Sa première grave erreur, ça a été d’essayer de se la jouer paternaliste avec moi. Je n’aime pas ça en général, je ne l’accepte pas du tout dans le travail, et encore moins d’un homme qui est mon boss et pourrait presque être mon père. Il m’a dit un truc un jour, et là, je me suis promis « toi mon coco, je vais te la faire ravaler, celle-là ».
Une de ses vérités préférées, c’est « dans une meute, il y a toujours un dominant ». Sous-entendu, lui, bien sûr. La première fois qu’il nous l’a servie à table, j’ai grincé des dents. Meute, dominant, s’il se considère comme un animal, moi non.
La rupture est venue le jour où il a fait un méga coup de vice à un de mes jeunes collaborateurs. Mon collab’ est venu me voir, paniqué. Il se voyait déjà viré. Comme je suis très rancunière, j’ai résolu le problème à ma façon.

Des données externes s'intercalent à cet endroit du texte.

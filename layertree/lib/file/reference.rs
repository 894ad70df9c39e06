use std::{
    fmt::{self, Display},
    sync::{
        atomic::{AtomicU64, Ordering},
        Arc,
    },
};

use serde::{Deserialize, Serialize};

use super::FilePath;

//--------------------------------------------------------------------------------------------------
// Types
//--------------------------------------------------------------------------------------------------

/// A unique identifier of a file in an image.
#[derive(Debug, Clone, Copy, PartialEq, Eq, Hash, PartialOrd, Ord, Serialize, Deserialize)]
#[serde(transparent)]
pub struct ReferenceId(u64);

/// A handle to a concrete file in an image.
///
/// The id is assigned once by a [`ReferenceIdGenerator`] and never changes. `real_path` is the
/// path the file was described at in its layer, which is not necessarily the path it was
/// requested by.
#[derive(Debug, Clone, PartialEq, Eq, Hash, PartialOrd, Ord, Serialize, Deserialize)]
pub struct Reference {
    /// The unique id of the file
    pub id: ReferenceId,

    /// The path the file was described at
    pub real_path: FilePath,
}

/// Allocates unique [`ReferenceId`]s.
///
/// Clones share the same counter, so trees that are squashed together should be created from
/// clones of one generator.
#[derive(Debug, Clone)]
pub struct ReferenceIdGenerator {
    next: Arc<AtomicU64>,
}

//--------------------------------------------------------------------------------------------------
// Methods
//--------------------------------------------------------------------------------------------------

impl ReferenceId {
    /// Returns the numeric value of the id.
    pub fn value(&self) -> u64 {
        self.0
    }
}

impl Reference {
    /// Creates a new reference.
    pub fn new(id: ReferenceId, real_path: impl Into<FilePath>) -> Self {
        Self {
            id,
            real_path: real_path.into(),
        }
    }
}

impl ReferenceIdGenerator {
    /// Creates a new generator. The first id it hands out is `1`.
    pub fn new() -> Self {
        Self {
            next: Arc::new(AtomicU64::new(1)),
        }
    }

    /// Returns the next unused id.
    pub fn next_id(&self) -> ReferenceId {
        ReferenceId(self.next.fetch_add(1, Ordering::Relaxed))
    }

    /// Creates a reference to the file at `real_path` with a fresh id.
    pub fn create_reference(&self, real_path: impl Into<FilePath>) -> Reference {
        Reference::new(self.next_id(), real_path)
    }
}

//--------------------------------------------------------------------------------------------------
// Trait Implementations
//--------------------------------------------------------------------------------------------------

impl Default for ReferenceIdGenerator {
    fn default() -> Self {
        Self::new()
    }
}

impl Display for ReferenceId {
    fn fmt(&self, f: &mut fmt::Formatter<'_>) -> fmt::Result {
        write!(f, "{}", self.0)
    }
}

impl Display for Reference {
    fn fmt(&self, f: &mut fmt::Formatter<'_>) -> fmt::Result {
        write!(f, "{}#{}", self.real_path, self.id)
    }
}

//--------------------------------------------------------------------------------------------------
// Tests
//--------------------------------------------------------------------------------------------------
//--------------------------------------------------------------------------------------------------
// Methods: Queries
//--------------------------------------------------------------------------------------------------

impl FileTree {
    /// Returns the references of every file of the given types, or of every type if `types` is
    /// empty. Implicit directories have no reference and are never returned.
    pub fn all_files(&self, types: &[FileType]) -> Vec<Reference> {
        self.tree
            .nodes()
            .filter(|node| types.is_empty() || types.contains(&node.file_type()))
            .filter_map(|node| node.reference.clone())
            .collect()
    }

    /// Returns the real path of every node in the tree.
    pub fn all_real_paths(&self) -> Vec<FilePath> {
        self.tree
            .nodes()
            .map(|node| node.real_path.clone())
            .collect()
    }

    /// Lists the entries of the directory at `dir`, following links in every segment.
    ///
    /// The returned paths are joined onto `dir` as requested, not onto the resolved directory.
    /// Paths that do not exist or are not directories list nothing.
    pub fn list_paths(&self, dir: impl Into<FilePath>) -> LayerTreeResult<Vec<FilePath>> {
        let dir = dir.into();
        let strategy = LinkResolutionStrategy::from_options(&[
            LinkResolutionOption::FollowBasenameLinks,
        ]);

        let Some(access) = self.resolve(dir.clone(), strategy)? else {
            return Ok(Vec::new());
        };

        if !access.get_node().is_dir() {
            return Ok(Vec::new());
        }

        Ok(self
            .tree
            .children(&access.get_node().id())
            .into_iter()
            .map(|child| dir.join(child.real_path.basename()))
            .collect())
    }

    /// Walks the tree depth first, calling `visitor` with every node the conditions allow.
    pub fn walk(
        &self,
        mut visitor: impl FnMut(&FilePath, &FileNode) -> LayerTreeResult<()>,
        conditions: WalkConditions<'_, FileNode>,
    ) -> LayerTreeResult<()> {
        DepthFirstWalker::new(&self.tree, conditions).walk(|node| visitor(&node.real_path, node))
    }

    /// Returns `true` if both trees hold the same nodes with the same references.
    pub fn equal(&self, other: &FileTree) -> bool {
        self.tree.len() == other.tree.len()
            && self
                .tree
                .nodes()
                .all(|node| other.tree.node(&node.id()) == Some(node))
    }

    /// Compares the real paths of both trees.
    ///
    /// Returns the paths only `other` has, followed by the paths only `self` has.
    pub fn path_diff(&self, other: &FileTree) -> (Vec<FilePath>, Vec<FilePath>) {
        let ours: BTreeSet<FilePath> = self.all_real_paths().into_iter().collect();
        let theirs: BTreeSet<FilePath> = other.all_real_paths().into_iter().collect();

        let extra = theirs.difference(&ours).cloned().collect();
        let missing = ours.difference(&theirs).cloned().collect();

        (extra, missing)
    }
}

//--------------------------------------------------------------------------------------------------
// Methods: Merge
//--------------------------------------------------------------------------------------------------

impl FileTree {
    /// Overlays `upper` onto this tree.
    ///
    /// Directories of `upper` are applied before their entries. Each directory replaces the node
    /// at its path, then its opaque marker removes everything below it and its whiteouts remove
    /// the paths they hide, and only then are its other entries grafted. Whiteouts therefore
    /// only hide paths of the layers below `upper`. A node without a reference keeps the
    /// reference of the node it replaces if both have the same type.
    pub fn merge(&mut self, upper: &FileTree) -> LayerTreeResult<()> {
        let conditions = WalkConditions::new()
            .with_should_continue_branch(|node: &FileNode| !node.real_path.is_whiteout())
            .with_should_visit(|node: &FileNode| !node.real_path.is_whiteout());

        DepthFirstWalker::new(&upper.tree, conditions).walk(|node| {
            self.graft(node)?;
            if !node.is_dir() {
                return Ok(());
            }

            if upper.has_opaque_directory(&node.real_path) {
                tracing::debug!(path = %node.real_path, "applying opaque directory");
                self.remove_exact_child_paths(&node.real_path)?;
            }

            for child in upper.tree.children(&node.id()) {
                if !child.real_path.is_whiteout() || child.real_path.is_opaque_whiteout() {
                    continue;
                }

                let hidden = child.real_path.un_whiteout()?;
                tracing::debug!(path = %hidden, "applying whiteout");
                self.remove_path(hidden)?;
            }

            Ok(())
        })
    }

    /// Returns `true` if the directory at `dir` holds an opaque marker.
    pub fn has_opaque_directory(&self, dir: &FilePath) -> bool {
        self.tree.has_node(&NodeId::from(&dir.opaque_whiteout()))
    }

    fn graft(&mut self, node: &FileNode) -> LayerTreeResult<()> {
        let id = node.id();
        let mut copy = node.clone();

        let Some(existing) = self.tree.node(&id).cloned() else {
            return self.attach(copy);
        };

        if existing.file_type() != node.file_type() && existing.is_dir() {
            self.remove_child_paths(existing.real_path.clone())?;
        }

        if existing.file_type() == node.file_type() && copy.reference.is_none() {
            copy.reference = existing.reference;
        }

        self.tree.replace(&id, copy)
    }

    /// Removes the children of the directory at exactly `dir`, following no links.
    fn remove_exact_child_paths(&mut self, dir: &FilePath) -> LayerTreeResult<()> {
        let id = NodeId::from(dir);
        if !self.tree.node(&id).is_some_and(FileNode::is_dir) {
            return Ok(());
        }

        let children: Vec<NodeId> = self.tree.child_ids(&id).cloned().collect();
        for child in children {
            self.tree.remove_node(&child)?;
        }

        Ok(())
    }
}
use crate::{
    file::{FilePath, FileType, Reference},
    tree::{Node, NodeId},
};

//--------------------------------------------------------------------------------------------------
// Types
//--------------------------------------------------------------------------------------------------

/// The kind of a [`FileNode`], together with the data each kind carries.
#[derive(Debug, Clone, PartialEq, Eq)]
pub enum NodeKind {
    /// A regular file, or any other non-directory, non-link entry
    Regular,

    /// A directory
    Directory,

    /// A symlink with its raw target, which may be relative
    SymLink(String),

    /// A hardlink with its absolute target
    HardLink(FilePath),
}

/// A node in a [`FileTree`](super::FileTree).
///
/// A node without a reference is a directory that was created implicitly as the ancestor of
/// another path. It receives a reference once the layer describes it explicitly.
#[derive(Debug, Clone, PartialEq, Eq)]
pub struct FileNode {
    /// The path the node lives at
    pub real_path: FilePath,

    /// The kind of the node
    pub kind: NodeKind,

    /// The file the node stands for
    pub reference: Option<Reference>,
}

//--------------------------------------------------------------------------------------------------
// Methods
//--------------------------------------------------------------------------------------------------

impl NodeKind {
    /// Returns the file type of the kind.
    pub fn file_type(&self) -> FileType {
        match self {
            NodeKind::Regular => FileType::Regular,
            NodeKind::Directory => FileType::Directory,
            NodeKind::SymLink(_) => FileType::SymLink,
            NodeKind::HardLink(_) => FileType::HardLink,
        }
    }
}

impl FileNode {
    /// Creates a new node.
    pub fn new(real_path: FilePath, kind: NodeKind, reference: Option<Reference>) -> Self {
        Self {
            real_path,
            kind,
            reference,
        }
    }

    /// Creates a directory node without a reference.
    pub fn implicit_dir(real_path: FilePath) -> Self {
        Self::new(real_path, NodeKind::Directory, None)
    }

    /// Returns the file type of the node.
    pub fn file_type(&self) -> FileType {
        self.kind.file_type()
    }

    /// Returns `true` if the node is a directory.
    pub fn is_dir(&self) -> bool {
        matches!(self.kind, NodeKind::Directory)
    }

    /// Returns `true` if the node is a symlink or a hardlink.
    pub fn is_link(&self) -> bool {
        matches!(self.kind, NodeKind::SymLink(_) | NodeKind::HardLink(_))
    }

    /// Returns the path a link node points at.
    ///
    /// Absolute targets are used as is, relative symlink targets are joined onto the directory
    /// holding the link. An empty target yields `None`, so the link is treated as dead.
    pub fn link_target(&self) -> Option<FilePath> {
        match &self.kind {
            NodeKind::SymLink(target) if target.is_empty() => None,
            NodeKind::SymLink(target) if target.starts_with('/') => Some(FilePath::new(target)),
            NodeKind::SymLink(target) => {
                let dir = self.real_path.parent().unwrap_or_else(FilePath::root);
                Some(dir.join(target))
            }
            NodeKind::HardLink(target) => Some(target.clone()),
            NodeKind::Regular | NodeKind::Directory => None,
        }
    }
}

//--------------------------------------------------------------------------------------------------
// Trait Implementations
//--------------------------------------------------------------------------------------------------

impl Node for FileNode {
    fn id(&self) -> NodeId {
        NodeId::from(&self.real_path)
    }
}

impl From<&FilePath> for NodeId {
    fn from(path: &FilePath) -> Self {
        NodeId::new(path.as_str())
    }
}

//--------------------------------------------------------------------------------------------------
// Tests
//--------------------------------------------------------------------------------------------------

Ensuite, j’ai commencé à boycotter les déjeuners parce qu’il avait choisi comme bouffon du roi un collègue que j’aime beaucoup mais qui n’a pas de répondant. L’entendre, lui, charrier un mec dévoué et compétent sur le ton du « T’es un peu con, mon garçon » parce qu’il est calme et plutôt rêveur, et voir les autres glousser comme des groupies dès que le chef balançait une vanne, ça me faisait pas rire et je me retenais même difficilement de les envoyer chier à sa place. Y’a des moments où je me fais vraiment violence.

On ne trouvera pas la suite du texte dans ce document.